1.37x Faster on Alibaba's 80B Code Model: EAGLE3 for Qwen3-Coder-Next
Speculative Decoding in 60 Seconds
If you're already familiar with speculative decoding and EAGLE3, skip to the Results section below.
LLM inference is memory-bandwidth bound, not compute-bound. Your GPU spends most of its time loading model weights from memory, not doing math. Speculative decoding exploits this idle compute: a small draft model proposes multiple tokens cheaply, then the full target model verifies them all in a single forward pass — the same cost as generating one token normally.
The output is mathematically identical to what the target model would produce without speculation.
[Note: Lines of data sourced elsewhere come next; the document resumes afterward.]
// Dispatch table: maps (descriptor, code) -> generated callee handler.
//
// Generated dispatchers submit a `HandlerRegistration` through inventory. The
// table is built from those submissions the first time it is touched, so all
// generated handlers are registered before the first dispatch. Handlers can
// also be registered by hand (tests, hand-written bindings).

use std::collections::HashMap;
use std::sync::{OnceLock, PoisonError, RwLock};

use crate::buffer::Buffer;
use crate::error::{contract_violation, BindError, BindResult};

/// Callee handler: decodes `in`, invokes the native declaration, encodes `out`.
/// Argument order is `(out, in)`.
pub type Handler = fn(&mut Buffer, &mut Buffer);

// ---------------------------------------------------------------------------
// Inventory-based auto-registration
// ---------------------------------------------------------------------------

/// Submitted by generated dispatcher code, one per call site.
pub struct HandlerRegistration {
    pub descriptor: &'static str,
    pub code: i32,
    pub handler: Handler,
}
inventory::collect!(HandlerRegistration);

type Table = HashMap<String, HashMap<i32, Handler>>;

static TABLE: OnceLock<RwLock<Table>> = OnceLock::new();

fn table() -> &'static RwLock<Table> {
    TABLE.get_or_init(|| RwLock::new(collect_from_inventory()))
}

fn collect_from_inventory() -> Table {
    let mut table = Table::new();
    let mut count = 0usize;
    for reg in inventory::iter::<HandlerRegistration> {
        if let Err(err) = insert_unique(&mut table, reg.descriptor, reg.code, reg.handler) {
            // Two generated units claim the same call site: a startup
            // configuration error, never a runtime condition.
            contract_violation(err);
        }
        count += 1;
    }
    tracing::debug!(
        handlers = count,
        descriptors = table.len(),
        "seqbind dispatch table built from generated registrations"
    );
    table
}

fn insert_unique(table: &mut Table, descriptor: &str, code: i32, handler: Handler) -> BindResult<()> {
    let codes = table.entry(descriptor.to_string()).or_default();
    if codes.contains_key(&code) {
        return Err(BindError::DuplicateCallSite {
            descriptor: descriptor.to_string(),
            code,
        });
    }
    codes.insert(code, handler);
    Ok(())
}

// ---------------------------------------------------------------------------
// Registration
// ---------------------------------------------------------------------------

/// Register a handler, failing if the call site is already taken.
pub fn try_register(descriptor: &str, code: i32, handler: Handler) -> BindResult<()> {
    let mut table = table().write().unwrap_or_else(PoisonError::into_inner);
    insert_unique(&mut table, descriptor, code, handler)?;
    tracing::debug!(descriptor, code, "seqbind handler registered");
    Ok(())
}

/// Register a handler. A duplicate call site is a fatal configuration error.
#[track_caller]
pub fn register(descriptor: &str, code: i32, handler: Handler) {
    if let Err(err) = try_register(descriptor, code, handler) {
        contract_violation(err);
    }
}

// ---------------------------------------------------------------------------
// Lookup
// ---------------------------------------------------------------------------

/// Find the handler for a call site.
pub fn lookup(descriptor: &str, code: i32) -> Option<Handler> {
    let table = table().read().unwrap_or_else(PoisonError::into_inner);
    table.get(descriptor).and_then(|codes| codes.get(&code)).copied()
}

pub fn is_registered(descriptor: &str, code: i32) -> bool {
    lookup(descriptor, code).is_some()
}

/// Number of registered handlers across all descriptors.
pub fn registered_count() -> usize {
    let table = table().read().unwrap_or_else(PoisonError::into_inner);
    table.values().map(HashMap::len).sum()
}

/// Run the handler for a call site. An unregistered call site means the
/// caller and callee were generated from different models: fatal.
#[track_caller]
pub fn dispatch(descriptor: &str, code: i32, out: &mut Buffer, input: &mut Buffer) {
    // Copy the fn pointer out so the table lock is released before the
    // handler runs; handlers may re-enter the runtime.
    let Some(handler) = lookup(descriptor, code) else {
        contract_violation(BindError::UnknownCallSite {
            descriptor: descriptor.to_string(),
            code,
        });
    };
    handler(out, input);
}

#[cfg(test)]
mod tests {
    use super::*;

    fn echo_i64(out: &mut Buffer, input: &mut Buffer) {
        let v = input.read_i64();
        out.write_i64(v);
    }

    fn add_i64(out: &mut Buffer, input: &mut Buffer) {
        let x = input.read_i64();
        let y = input.read_i64();
        out.write_i64(x + y);
    }

    #[test]
    fn registered_handler_is_dispatched() {
        register("dispatch_tests.a", 9, add_i64);
        let mut input = Buffer::new();
        input.write_i64(3);
        input.write_i64(4);
        let mut out = Buffer::new();
        dispatch("dispatch_tests.a", 9, &mut out, &mut input);
        assert_eq!(out.read_i64(), 7);
    }

    #[test]
    fn same_code_under_distinct_descriptors_is_allowed() {
        register("dispatch_tests.b1", 1, echo_i64);
        register("dispatch_tests.b2", 1, add_i64);
        assert!(is_registered("dispatch_tests.b1", 1));
        assert!(is_registered("dispatch_tests.b2", 1));
    }

    #[test]
    fn duplicate_registration_is_rejected() {
        try_register("dispatch_tests.c", 0x00c, echo_i64).unwrap();
        let err = try_register("dispatch_tests.c", 0x00c, add_i64).unwrap_err();
        assert_eq!(
            err,
            BindError::DuplicateCallSite {
                descriptor: "dispatch_tests.c".into(),
                code: 0x00c
            }
        );
    }

    #[test]
    #[should_panic(expected = "is already registered")]
    fn duplicate_register_is_fatal() {
        register("dispatch_tests.d", 2, echo_i64);
        register("dispatch_tests.d", 2, echo_i64);
    }

    #[test]
    #[should_panic(expected = "is not registered")]
    fn unknown_call_site_is_fatal() {
        let mut input = Buffer::new();
        let mut out = Buffer::new();
        dispatch("dispatch_tests.missing", 1, &mut out, &mut input);
    }

    #[test]
    fn lookup_miss_returns_none() {
        assert!(lookup("dispatch_tests.none", 42).is_none());
        register("dispatch_tests.e", 1, echo_i64);
        assert!(registered_count() >= 1);
    }
}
This is a guarantee from the accept/reject algorithm, not an approximation.
This lossless property is what makes speculative decoding different from every other LLM optimization technique. Quantization, model distillation, and pruning all trade quality for speed — they change the model's weights or its probability distribution, sometimes subtly, sometimes not. They also introduce new failure modes: a quantized model can behave differently on edge cases that the original handled correctly, and a distilled model is a fundamentally different model. Speculative decoding changes none of this. The target model's weights are untouched. The distribution it samples from is identical. Every accepted token was explicitly verified by the full target model before being emitted — the draft head only ever proposes, never decides. If the draft is wrong, the token is rejected and the target model takes over. The 1.37x throughput gain you see in our benchmarks is a pure speed improvement with zero quality tradeoff and zero new risk surface. If your application works correctly with Qwen3-Coder-Next today, it will behave identically with EAGLE3 enabled.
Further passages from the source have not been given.